In exchange for a secret marriage contract with Lucrezia Borgia, Dracula helps Cardinal Borgia become Pope Alexander VI. But when the new pope forbids the marriage of Lucrezia to the Wallachian prince, Dracula's revenge threatens the Borgia dynasty and the future of the Roman Catholic Church.

The pope's brilliant son, Cesare Borgia, enlists the aid of Leonardo da Vinci and Niccolò Machiavelli to defeat the growing forces of darkness.

The Vatican Dagger
by David Wisehart


Villa Montevecchio
November 6, 1477

Marsilio Ficino sat in the study of his country villa, beside the radiant hearth, composing a new oration on the appetitus naturalis, the natural desire for the human soul to achieve unlimited truth and goodness, to become God. Tomorrow was the anniversary of Plato's birthday. The academy would soon arrive to celebrate the blessed event. Ficino took a sip of mulled wine, then cradled the warm chalice in his hands.

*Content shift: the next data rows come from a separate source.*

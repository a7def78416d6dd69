//! Core library modules for butterfly-tags
//!
//! Tag index and search, Overpass query generation and execution, and the
//! legend of executed queries.

pub mod catalog;
pub mod color;
pub mod downloader;
pub mod error;
pub mod index;
pub mod legend;
pub mod overpass;
pub mod query;
pub mod search;
pub mod source;

// Re-export main types for internal use
pub use catalog::TagCatalog;
pub use downloader::{retry_on_network_error, Downloader};
pub use source::{resolve_source, Dataset, SourceConfig, TagSource};
//! CLI-specific progress handling for butterfly-tags
//!
//! Catalogue loads and Overpass requests have no known size, so progress is
//! shown as a spinner on stderr.

use std::time::Duration;

use indicatif::{ProgressBar, ProgressStyle};

/// Creates a spinner for CLI display
pub fn create_spinner() -> ProgressBar {
    let pb = ProgressBar::new_spinner();
    pb.set_style(
        ProgressStyle::default_spinner()
            .template("{spinner:.green} [{elapsed_precise}] {msg}")
            .expect("Failed to create progress style"),
    );
    pb
}

/// Spinner shown while the CLI waits on I/O
pub struct ProgressManager {
    pub pb: ProgressBar,
}

impl ProgressManager {
    /// Start a ticking spinner with `message`, or a hidden one when `quiet`
    pub fn new(message: &str, quiet: bool) -> Self {
        let pb = if quiet { ProgressBar::hidden() } else { create_spinner() };
        pb.set_message(message.to_string());
        if !quiet {
            pb.enable_steady_tick(Duration::from_millis(120));
        }
        Self { pb }
    }

    pub fn set_message(&self, message: &str) {
        self.pb.set_message(message.to_string());
    }

    /// Stop the spinner leaving `message` on screen
    pub fn finish(&self, message: &str) {
        self.pb.finish_with_message(message.to_string());
    }

    /// Stop the spinner and erase it
    pub fn clear(&self) {
        self.pb.finish_and_clear();
    }
}

#[cfg(test)]
mod tests {
    use super::*;

    #[test]
    fn test_create_spinner_template() {
        let pb = create_spinner();

        // Spinners have no length
        assert_eq!(pb.length(), None);

        pb.set_message("Loading catalogue");
        pb.tick();
        pb.finish();
    }

    #[test]
    fn test_progress_manager_messages() {
        let manager = ProgressManager::new("📚 Loading", true);
        assert!(manager.pb.is_hidden());
        assert_eq!(manager.pb.message(), "📚 Loading");

        manager.set_message("🔍 Searching");
        assert_eq!(manager.pb.message(), "🔍 Searching");

        manager.finish("✅ Done");
        assert!(manager.pb.is_finished());
    }
}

He stared at the bust of Plato pedestaled in the corner and struggled to organize his thoughts. The Heavens fought against him. Ficino was distracted by nature's anxiety, the noisy tempest of the night, the howl of a blustery, bone-chilling mistral. Tree branches clawed the walls outside, driven mad by the wind. Ficino hoped the weather would not deter his friends.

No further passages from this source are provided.